RECORDED INFORMATION:
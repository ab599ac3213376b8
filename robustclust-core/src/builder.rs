//! Builder utilities for configuring constraint selection.
//!
//! Exposes the query-method selection surface and the validation run before
//! a [`ConstraintSelector`] is constructed.

use std::{fmt, num::NonZeroUsize, str::FromStr, sync::Arc};

use crate::{Result, error::SelectionError, selector::ConstraintSelector};

/// Query-selection strategy applied by a [`ConstraintSelector`].
///
/// Parses from and displays as the names `rand`, `ffqs`, `mmffqs` and `acd`.
///
/// # Examples
/// ```
/// use robustclust_core::QueryMethod;
///
/// let method: QueryMethod = "mmffqs".parse().expect("known method");
/// assert_eq!(method, QueryMethod::MinimaxFarthestFirst);
/// assert_eq!(method.to_string(), "mmffqs");
/// assert!("kmeans".parse::<QueryMethod>().is_err());
/// ```
#[derive(Debug, Clone, Copy, Default, PartialEq, Eq, Hash)]
pub enum QueryMethod {
    /// Uniform random pairs.
    #[default]
    Random,
    /// Farthest-first query search.
    FarthestFirst,
    /// Farthest-first discovery followed by minimax consolidation.
    MinimaxFarthestFirst,
    /// Merge-tree driven active class discovery.
    ActiveClassDiscovery,
}

impl QueryMethod {
    /// Every method, in declaration order.
    pub const ALL: [Self; 4] = [
        Self::Random,
        Self::FarthestFirst,
        Self::MinimaxFarthestFirst,
        Self::ActiveClassDiscovery,
    ];

    /// Returns the method's short name.
    #[must_use]
    pub const fn as_str(self) -> &'static str {
        match self {
            Self::Random => "rand",
            Self::FarthestFirst => "ffqs",
            Self::MinimaxFarthestFirst => "mmffqs",
            Self::ActiveClassDiscovery => "acd",
        }
    }

    /// Returns whether the method reports neighbourhoods, and so a link
    /// matrix.
    #[must_use]
    pub const fn discovers_neighbourhoods(self) -> bool {
        matches!(self, Self::FarthestFirst | Self::MinimaxFarthestFirst)
    }
}

impl fmt::Display for QueryMethod {
    fn fmt(&self, f: &mut fmt::Formatter<'_>) -> fmt::Result {
        f.write_str(self.as_str())
    }
}

impl FromStr for QueryMethod {
    type Err = SelectionError;

    fn from_str(name: &str) -> Result<Self> {
        Self::ALL
            .into_iter()
            .find(|method| method.as_str() == name)
            .ok_or_else(|| SelectionError::UnknownMethod {
                name: Arc::from(name),
            })
    }
}

/// Plain-data options accepted by [`crate::get_constraints`].
///
/// # Examples
/// ```
/// use robustclust_core::SelectionOptions;
///
/// let options = SelectionOptions {
///     budget: Some(12),
///     seed: Some(7),
///     ..SelectionOptions::default()
/// };
/// assert_eq!(options.error_rate, 0.0);
/// assert!(options.min_merge_size.is_none());
/// ```
#[derive(Debug, Clone, Copy, Default, PartialEq)]
pub struct SelectionOptions {
    /// Number of queries; half the dataset when unset.
    pub budget: Option<usize>,
    /// Probability of flipping each answer.
    pub error_rate: f64,
    /// Smallest smaller side of a merge that active class discovery queries.
    pub min_merge_size: Option<NonZeroUsize>,
    /// Seed for the random source; entropy when unset.
    pub seed: Option<u64>,
}

/// Configures and constructs [`ConstraintSelector`] instances.
///
/// # Examples
/// ```
/// use robustclust_core::{ConstraintSelectorBuilder, QueryMethod};
///
/// let selector = ConstraintSelectorBuilder::new()
///     .with_method(QueryMethod::FarthestFirst)
///     .with_budget(20)
///     .with_error_rate(0.1)
///     .with_seed(42)
///     .build()
///     .expect("configuration is valid");
/// assert_eq!(selector.method(), QueryMethod::FarthestFirst);
/// assert_eq!(selector.budget(), Some(20));
/// ```
#[derive(Debug, Clone, Default)]
pub struct ConstraintSelectorBuilder {
    method: QueryMethod,
    budget: Option<usize>,
    error_rate: f64,
    min_merge_size: Option<NonZeroUsize>,
    seed: Option<u64>,
}

impl ConstraintSelectorBuilder {
    /// Creates a builder for noise-free random selection with the default
    /// budget.
    #[must_use]
    pub fn new() -> Self {
        Self::default()
    }

    /// Creates a builder from `method` and plain-data `options`.
    #[must_use]
    pub fn from_options(method: QueryMethod, options: SelectionOptions) -> Self {
        Self {
            method,
            budget: options.budget,
            error_rate: options.error_rate,
            min_merge_size: options.min_merge_size,
            seed: options.seed,
        }
    }

    /// Selects the query method.
    #[must_use]
    pub fn with_method(mut self, method: QueryMethod) -> Self {
        self.method = method;
        self
    }

    /// Returns the configured method.
    #[must_use]
    pub fn method(&self) -> QueryMethod {
        self.method
    }

    /// Fixes the number of queries instead of using half the dataset.
    #[must_use]
    pub fn with_budget(mut self, budget: usize) -> Self {
        self.budget = Some(budget);
        self
    }

    /// Returns the explicit budget, if any.
    #[must_use]
    pub fn budget(&self) -> Option<usize> {
        self.budget
    }

    /// Sets the probability of flipping each answer.
    ///
    /// # Examples
    /// ```
    /// use robustclust_core::ConstraintSelectorBuilder;
    ///
    /// let err = ConstraintSelectorBuilder::new()
    ///     .with_error_rate(1.5)
    ///     .build()
    ///     .expect_err("rates above one are rejected");
    /// assert_eq!(err.code().as_str(), "SELECTION_INVALID_ERROR_RATE");
    /// ```
    #[must_use]
    pub fn with_error_rate(mut self, rate: f64) -> Self {
        self.error_rate = rate;
        self
    }

    /// Returns the configured error rate.
    #[must_use]
    pub fn error_rate(&self) -> f64 {
        self.error_rate
    }

    /// Ignores merges whose smaller side is below `size` during active
    /// class discovery. Zero disables the filter.
    #[must_use]
    pub fn with_min_merge_size(mut self, size: usize) -> Self {
        self.min_merge_size = NonZeroUsize::new(size);
        self
    }

    /// Returns the merge-size filter, if any.
    #[must_use]
    pub fn min_merge_size(&self) -> Option<NonZeroUsize> {
        self.min_merge_size
    }

    /// Seeds the random source so runs repeat exactly.
    #[must_use]
    pub fn with_seed(mut self, seed: u64) -> Self {
        self.seed = Some(seed);
        self
    }

    /// Returns the configured seed, if any.
    #[must_use]
    pub fn seed(&self) -> Option<u64> {
        self.seed
    }

    /// Validates the configuration and constructs a [`ConstraintSelector`].
    ///
    /// # Errors
    /// Returns [`SelectionError::InvalidErrorRate`] when the error rate is
    /// not a finite probability.
    pub fn build(self) -> Result<ConstraintSelector> {
        if !(0.0..=1.0).contains(&self.error_rate) {
            return Err(SelectionError::InvalidErrorRate {
                got: self.error_rate,
            });
        }
        Ok(ConstraintSelector::new(
            self.method,
            self.budget,
            self.error_rate,
            self.min_merge_size,
            self.seed,
        ))
    }
}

EXERCISE:
Set down the entire material again, exactly as it stands.

EXPECTED ANSWER:
repository ab599ac3213376b8
filename robustclust-core/src/builder.rs
//! Builder utilities for configuring constraint selection.
//!
//! Exposes the query-method selection surface and the validation run before
//! a [`ConstraintSelector`] is constructed.

use std::{fmt, num::NonZeroUsize, str::FromStr, sync::Arc};

use crate::{Result, error::SelectionError, selector::ConstraintSelector};

/// Query-selection strategy applied by a [`ConstraintSelector`].
///
/// Parses from and displays as the names `rand`, `ffqs`, `mmffqs` and `acd`.
///
/// # Examples
/// ```
/// use robustclust_core::QueryMethod;
///
/// let method: QueryMethod = "mmffqs".parse().expect("known method");
/// assert_eq!(method, QueryMethod::MinimaxFarthestFirst);
/// assert_eq!(method.to_string(), "mmffqs");
/// assert!("kmeans".parse::<QueryMethod>().is_err());
/// ```
#[derive(Debug, Clone, Copy, Default, PartialEq, Eq, Hash)]
pub enum QueryMethod {
    /// Uniform random pairs.
    #[default]
    Random,
    /// Farthest-first query search.
    FarthestFirst,
    /// Farthest-first discovery followed by minimax consolidation.
    MinimaxFarthestFirst,
    /// Merge-tree driven active class discovery.
    ActiveClassDiscovery,
}

impl QueryMethod {
    /// Every method, in declaration order.
    pub const ALL: [Self; 4] = [
        Self::Random,
        Self::FarthestFirst,
        Self::MinimaxFarthestFirst,
        Self::ActiveClassDiscovery,
    ];

    /// Returns the method's short name.
    #[must_use]
    pub const fn as_str(self) -> &'static str {
        match self {
            Self::Random => "rand",
            Self::FarthestFirst => "ffqs",
            Self::MinimaxFarthestFirst => "mmffqs",
            Self::ActiveClassDiscovery => "acd",
        }
    }

    /// Returns whether the method reports neighbourhoods, and so a link
    /// matrix.
    #[must_use]
    pub const fn discovers_neighbourhoods(self) -> bool {
        matches!(self, Self::FarthestFirst | Self::MinimaxFarthestFirst)
    }
}

impl fmt::Display for QueryMethod {
    fn fmt(&self, f: &mut fmt::Formatter<'_>) -> fmt::Result {
        f.write_str(self.as_str())
    }
}

impl FromStr for QueryMethod {
    type Err = SelectionError;

    fn from_str(name: &str) -> Result<Self> {
        Self::ALL
            .into_iter()
            .find(|method| method.as_str() == name)
            .ok_or_else(|| SelectionError::UnknownMethod {
                name: Arc::from(name),
            })
    }
}

/// Plain-data options accepted by [`crate::get_constraints`].
///
/// # Examples
/// ```
/// use robustclust_core::SelectionOptions;
///
/// let options = SelectionOptions {
///     budget: Some(12),
///     seed: Some(7),
///     ..SelectionOptions::default()
/// };
/// assert_eq!(options.error_rate, 0.0);
/// assert!(options.min_merge_size.is_none());
/// ```
#[derive(Debug, Clone, Copy, Default, PartialEq)]
pub struct SelectionOptions {
    /// Number of queries; half the dataset when unset.
    pub budget: Option<usize>,
    /// Probability of flipping each answer.
    pub error_rate: f64,
    /// Smallest smaller side of a merge that active class discovery queries.
    pub min_merge_size: Option<NonZeroUsize>,
    /// Seed for the random source; entropy when unset.
    pub seed: Option<u64>,
}

/// Configures and constructs [`ConstraintSelector`] instances.
///
/// # Examples
/// ```
/// use robustclust_core::{ConstraintSelectorBuilder, QueryMethod};
///
/// let selector = ConstraintSelectorBuilder::new()
///     .with_method(QueryMethod::FarthestFirst)
///     .with_budget(20)
///     .with_error_rate(0.1)
///     .with_seed(42)
///     .build()
///     .expect("configuration is valid");
/// assert_eq!(selector.method(), QueryMethod::FarthestFirst);
/// assert_eq!(selector.budget(), Some(20));
/// ```
#[derive(Debug, Clone, Default)]
pub struct ConstraintSelectorBuilder {
    method: QueryMethod,
    budget: Option<usize>,
    error_rate: f64,
    min_merge_size: Option<NonZeroUsize>,
    seed: Option<u64>,
}

impl ConstraintSelectorBuilder {
    /// Creates a builder for noise-free random selection with the default
    /// budget.
    #[must_use]
    pub fn new() -> Self {
        Self::default()
    }

    /// Creates a builder from `method` and plain-data `options`.
    #[must_use]
    pub fn from_options(method: QueryMethod, options: SelectionOptions) -> Self {
        Self {
            method,
            budget: options.budget,
            error_rate: options.error_rate,
            min_merge_size: options.min_merge_size,
            seed: options.seed,
        }
    }

    /// Selects the query method.
    #[must_use]
    pub fn with_method(mut self, method: QueryMethod) -> Self {
        self.method = method;
        self
    }

    /// Returns the configured method.
    #[must_use]
    pub fn method(&self) -> QueryMethod {
        self.method
    }

    /// Fixes the number of queries instead of using half the dataset.
    #[must_use]
    pub fn with_budget(mut self, budget: usize) -> Self {
        self.budget = Some(budget);
        self
    }

    /// Returns the explicit budget, if any.
    #[must_use]
    pub fn budget(&self) -> Option<usize> {
        self.budget
    }

    /// Sets the probability of flipping each answer.
    ///
    /// # Examples
    /// ```
    /// use robustclust_core::ConstraintSelectorBuilder;
    ///
    /// let err = ConstraintSelectorBuilder::new()
    ///     .with_error_rate(1.5)
    ///     .build()
    ///     .expect_err("rates above one are rejected");
    /// assert_eq!(err.code().as_str(), "SELECTION_INVALID_ERROR_RATE");
    /// ```
    #[must_use]
    pub fn with_error_rate(mut self, rate: f64) -> Self {
        self.error_rate = rate;
        self
    }

    /// Returns the configured error rate.
    #[must_use]
    pub fn error_rate(&self) -> f64 {
        self.error_rate
    }

    /// Ignores merges whose smaller side is below `size` during active
    /// class discovery. Zero disables the filter.
    #[must_use]
    pub fn with_min_merge_size(mut self, size: usize) -> Self {
        self.min_merge_size = NonZeroUsize::new(size);
        self
    }

    /// Returns the merge-size filter, if any.
    #[must_use]
    pub fn min_merge_size(&self) -> Option<NonZeroUsize> {
        self.min_merge_size
    }

    /// Seeds the random source so runs repeat exactly.
    #[must_use]
    pub fn with_seed(mut self, seed: u64) -> Self {
        self.seed = Some(seed);
        self
    }

    /// Returns the configured seed, if any.
    #[must_use]
    pub fn seed(&self) -> Option<u64> {
        self.seed
    }

    /// Validates the configuration and constructs a [`ConstraintSelector`].
    ///
    /// # Errors
    /// Returns [`SelectionError::InvalidErrorRate`] when the error rate is
    /// not a finite probability.
    pub fn build(self) -> Result<ConstraintSelector> {
        if !(0.0..=1.0).contains(&self.error_rate) {
            return Err(SelectionError::InvalidErrorRate {
                got: self.error_rate,
            });
        }
        Ok(ConstraintSelector::new(
            self.method,
            self.budget,
            self.error_rate,
            self.min_merge_size,
            self.seed,
        ))
    }
}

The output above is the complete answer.